## RECORDED DATA:
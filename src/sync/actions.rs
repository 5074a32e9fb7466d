//! Custom actions
//!
//! Optional hooks a document definition runs after each pipeline step
//! succeeds. A hook sees the write and everything computed so far, and may
//! refuse the write by returning an error message.

use std::fmt;
use std::sync::Arc;

use serde_json::Value;

use crate::access::{AssignmentPlan, AuthorizationDecision};
use crate::schema::DocumentDefinition;

/// Pipeline points a custom action can attach to, in firing order
#[derive(Debug, Clone, Copy, PartialEq, Eq, Hash, PartialOrd, Ord)]
pub enum LifecycleEvent {
    TypeIdentificationSucceeded,
    AuthorizationSucceeded,
    ValidationSucceeded,
    AccessAssignmentsSucceeded,
    DocumentChannelAssignmentSucceeded,
}

impl LifecycleEvent {
    pub const ALL: [LifecycleEvent; 5] = [
        LifecycleEvent::TypeIdentificationSucceeded,
        LifecycleEvent::AuthorizationSucceeded,
        LifecycleEvent::ValidationSucceeded,
        LifecycleEvent::AccessAssignmentsSucceeded,
        LifecycleEvent::DocumentChannelAssignmentSucceeded,
    ];

    /// Hook name as written in schema sources
    pub fn as_str(&self) -> &'static str {
        match self {
            LifecycleEvent::TypeIdentificationSucceeded => "onTypeIdentificationSucceeded",
            LifecycleEvent::AuthorizationSucceeded => "onAuthorizationSucceeded",
            LifecycleEvent::ValidationSucceeded => "onValidationSucceeded",
            LifecycleEvent::AccessAssignmentsSucceeded => "onAccessAssignmentsSucceeded",
            LifecycleEvent::DocumentChannelAssignmentSucceeded => {
                "onDocumentChannelAssignmentSucceeded"
            }
        }
    }

    fn slot(&self) -> usize {
        *self as usize
    }
}

impl fmt::Display for LifecycleEvent {
    fn fmt(&self, f: &mut fmt::Formatter<'_>) -> fmt::Result {
        f.write_str(self.as_str())
    }
}

/// What the pipeline knows when a hook fires.
///
/// Fields computed by later steps are `None`.
#[derive(Debug, Clone, Copy)]
pub struct ActionMetadata<'a> {
    pub type_id: &'a str,
    pub definition: &'a DocumentDefinition,
    pub authorization: Option<&'a AuthorizationDecision>,
    pub access_assignments: Option<&'a AssignmentPlan>,
    pub channels: Option<&'a [String]>,
    pub event: LifecycleEvent,
}

/// Hook signature: `(doc, old_doc, metadata)`
pub type CustomActionFn =
    dyn Fn(&Value, Option<&Value>, &ActionMetadata<'_>) -> Result<(), String> + Send + Sync;

/// One optional hook per [`LifecycleEvent`]
#[derive(Clone, Default)]
pub struct CustomActions {
    slots: [Option<Arc<CustomActionFn>>; 5],
}

impl CustomActions {
    pub fn new() -> Self {
        Self::default()
    }

    /// Attach `action` to `event`, replacing any previous hook
    pub fn on<F>(mut self, event: LifecycleEvent, action: F) -> Self
    where
        F: Fn(&Value, Option<&Value>, &ActionMetadata<'_>) -> Result<(), String>
            + Send
            + Sync
            + 'static,
    {
        self.slots[event.slot()] = Some(Arc::new(action));
        self
    }

    pub fn has(&self, event: LifecycleEvent) -> bool {
        self.slots[event.slot()].is_some()
    }

    pub fn is_empty(&self) -> bool {
        self.slots.iter().all(Option::is_none)
    }

    /// Run the hook for `metadata.event`, if one is attached
    pub fn run(
        &self,
        doc: &Value,
        old_doc: Option<&Value>,
        metadata: &ActionMetadata<'_>,
    ) -> Result<(), String> {
        match &self.slots[metadata.event.slot()] {
            Some(action) => action(doc, old_doc, metadata),
            None => Ok(()),
        }
    }
}

impl fmt::Debug for CustomActions {
    fn fmt(&self, f: &mut fmt::Formatter<'_>) -> fmt::Result {
        f.debug_set()
            .entries(LifecycleEvent::ALL.iter().filter(|e| self.has(**e)).map(|e| e.as_str()))
            .finish()
    }
}

#[cfg(test)]
mod tests {
    use super::*;
    use serde_json::json;
    use std::sync::atomic::{AtomicUsize, Ordering};

    #[test]
    fn test_events_fire_in_declared_order() {
        let mut sorted = LifecycleEvent::ALL;
        sorted.sort();
        assert_eq!(sorted, LifecycleEvent::ALL);
        assert_eq!(
            LifecycleEvent::ValidationSucceeded.to_string(),
            "onValidationSucceeded"
        );
    }

    #[test]
    fn test_only_attached_slot_runs() {
        static CALLS: AtomicUsize = AtomicUsize::new(0);
        let actions = CustomActions::new().on(LifecycleEvent::ValidationSucceeded, |_, _, meta| {
            CALLS.fetch_add(1, Ordering::SeqCst);
            assert_eq!(meta.type_id, "book");
            Ok(())
        });
        let definition = DocumentDefinition::new("book");
        let doc = json!({});

        for event in LifecycleEvent::ALL {
            let metadata = ActionMetadata {
                type_id: "book",
                definition: &definition,
                authorization: None,
                access_assignments: None,
                channels: None,
                event,
            };
            assert!(actions.run(&doc, None, &metadata).is_ok());
        }
        assert_eq!(CALLS.load(Ordering::SeqCst), 1);
        assert!(actions.has(LifecycleEvent::ValidationSucceeded));
        assert!(!actions.has(LifecycleEvent::AuthorizationSucceeded));
    }

    #[test]
    fn test_hook_can_refuse() {
        let actions = CustomActions::new()
            .on(LifecycleEvent::TypeIdentificationSucceeded, |doc, _, _| {
                if doc.get("locked").is_some() {
                    Err("document is locked".to_string())
                } else {
                    Ok(())
                }
            });
        let definition = DocumentDefinition::new("book");
        let metadata = ActionMetadata {
            type_id: "book",
            definition: &definition,
            authorization: None,
            access_assignments: None,
            channels: None,
            event: LifecycleEvent::TypeIdentificationSucceeded,
        };
        assert_eq!(
            actions.run(&json!({ "locked": true }), None, &metadata),
            Err("document is locked".to_string())
        );
        assert!(format!("{:?}", actions).contains("onTypeIdentificationSucceeded"));
    }
}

## HOW TO COMPLETE THIS TASK:
Every line above needs to be repeated exactly as shown.

## YOUR SOLUTION:
filename src/sync/actions.rs
repository 5074a32e9fb7466d
//! Custom actions
//!
//! Optional hooks a document definition runs after each pipeline step
//! succeeds. A hook sees the write and everything computed so far, and may
//! refuse the write by returning an error message.

use std::fmt;
use std::sync::Arc;

use serde_json::Value;

use crate::access::{AssignmentPlan, AuthorizationDecision};
use crate::schema::DocumentDefinition;

/// Pipeline points a custom action can attach to, in firing order
#[derive(Debug, Clone, Copy, PartialEq, Eq, Hash, PartialOrd, Ord)]
pub enum LifecycleEvent {
    TypeIdentificationSucceeded,
    AuthorizationSucceeded,
    ValidationSucceeded,
    AccessAssignmentsSucceeded,
    DocumentChannelAssignmentSucceeded,
}

impl LifecycleEvent {
    pub const ALL: [LifecycleEvent; 5] = [
        LifecycleEvent::TypeIdentificationSucceeded,
        LifecycleEvent::AuthorizationSucceeded,
        LifecycleEvent::ValidationSucceeded,
        LifecycleEvent::AccessAssignmentsSucceeded,
        LifecycleEvent::DocumentChannelAssignmentSucceeded,
    ];

    /// Hook name as written in schema sources
    pub fn as_str(&self) -> &'static str {
        match self {
            LifecycleEvent::TypeIdentificationSucceeded => "onTypeIdentificationSucceeded",
            LifecycleEvent::AuthorizationSucceeded => "onAuthorizationSucceeded",
            LifecycleEvent::ValidationSucceeded => "onValidationSucceeded",
            LifecycleEvent::AccessAssignmentsSucceeded => "onAccessAssignmentsSucceeded",
            LifecycleEvent::DocumentChannelAssignmentSucceeded => {
                "onDocumentChannelAssignmentSucceeded"
            }
        }
    }

    fn slot(&self) -> usize {
        *self as usize
    }
}

impl fmt::Display for LifecycleEvent {
    fn fmt(&self, f: &mut fmt::Formatter<'_>) -> fmt::Result {
        f.write_str(self.as_str())
    }
}

/// What the pipeline knows when a hook fires.
///
/// Fields computed by later steps are `None`.
#[derive(Debug, Clone, Copy)]
pub struct ActionMetadata<'a> {
    pub type_id: &'a str,
    pub definition: &'a DocumentDefinition,
    pub authorization: Option<&'a AuthorizationDecision>,
    pub access_assignments: Option<&'a AssignmentPlan>,
    pub channels: Option<&'a [String]>,
    pub event: LifecycleEvent,
}

/// Hook signature: `(doc, old_doc, metadata)`
pub type CustomActionFn =
    dyn Fn(&Value, Option<&Value>, &ActionMetadata<'_>) -> Result<(), String> + Send + Sync;

/// One optional hook per [`LifecycleEvent`]
#[derive(Clone, Default)]
pub struct CustomActions {
    slots: [Option<Arc<CustomActionFn>>; 5],
}

impl CustomActions {
    pub fn new() -> Self {
        Self::default()
    }

    /// Attach `action` to `event`, replacing any previous hook
    pub fn on<F>(mut self, event: LifecycleEvent, action: F) -> Self
    where
        F: Fn(&Value, Option<&Value>, &ActionMetadata<'_>) -> Result<(), String>
            + Send
            + Sync
            + 'static,
    {
        self.slots[event.slot()] = Some(Arc::new(action));
        self
    }

    pub fn has(&self, event: LifecycleEvent) -> bool {
        self.slots[event.slot()].is_some()
    }

    pub fn is_empty(&self) -> bool {
        self.slots.iter().all(Option::is_none)
    }

    /// Run the hook for `metadata.event`, if one is attached
    pub fn run(
        &self,
        doc: &Value,
        old_doc: Option<&Value>,
        metadata: &ActionMetadata<'_>,
    ) -> Result<(), String> {
        match &self.slots[metadata.event.slot()] {
            Some(action) => action(doc, old_doc, metadata),
            None => Ok(()),
        }
    }
}

impl fmt::Debug for CustomActions {
    fn fmt(&self, f: &mut fmt::Formatter<'_>) -> fmt::Result {
        f.debug_set()
            .entries(LifecycleEvent::ALL.iter().filter(|e| self.has(**e)).map(|e| e.as_str()))
            .finish()
    }
}

#[cfg(test)]
mod tests {
    use super::*;
    use serde_json::json;
    use std::sync::atomic::{AtomicUsize, Ordering};

    #[test]
    fn test_events_fire_in_declared_order() {
        let mut sorted = LifecycleEvent::ALL;
        sorted.sort();
        assert_eq!(sorted, LifecycleEvent::ALL);
        assert_eq!(
            LifecycleEvent::ValidationSucceeded.to_string(),
            "onValidationSucceeded"
        );
    }

    #[test]
    fn test_only_attached_slot_runs() {
        static CALLS: AtomicUsize = AtomicUsize::new(0);
        let actions = CustomActions::new().on(LifecycleEvent::ValidationSucceeded, |_, _, meta| {
            CALLS.fetch_add(1, Ordering::SeqCst);
            assert_eq!(meta.type_id, "book");
            Ok(())
        });
        let definition = DocumentDefinition::new("book");
        let doc = json!({});

        for event in LifecycleEvent::ALL {
            let metadata = ActionMetadata {
                type_id: "book",
                definition: &definition,
                authorization: None,
                access_assignments: None,
                channels: None,
                event,
            };
            assert!(actions.run(&doc, None, &metadata).is_ok());
        }
        assert_eq!(CALLS.load(Ordering::SeqCst), 1);
        assert!(actions.has(LifecycleEvent::ValidationSucceeded));
        assert!(!actions.has(LifecycleEvent::AuthorizationSucceeded));
    }

    #[test]
    fn test_hook_can_refuse() {
        let actions = CustomActions::new()
            .on(LifecycleEvent::TypeIdentificationSucceeded, |doc, _, _| {
                if doc.get("locked").is_some() {
                    Err("document is locked".to_string())
                } else {
                    Ok(())
                }
            });
        let definition = DocumentDefinition::new("book");
        let metadata = ActionMetadata {
            type_id: "book",
            definition: &definition,
            authorization: None,
            access_assignments: None,
            channels: None,
            event: LifecycleEvent::TypeIdentificationSucceeded,
        };
        assert_eq!(
            actions.run(&json!({ "locked": true }), None, &metadata),
            Err("document is locked".to_string())
        );
        assert!(format!("{:?}", actions).contains("onTypeIdentificationSucceeded"));
    }
}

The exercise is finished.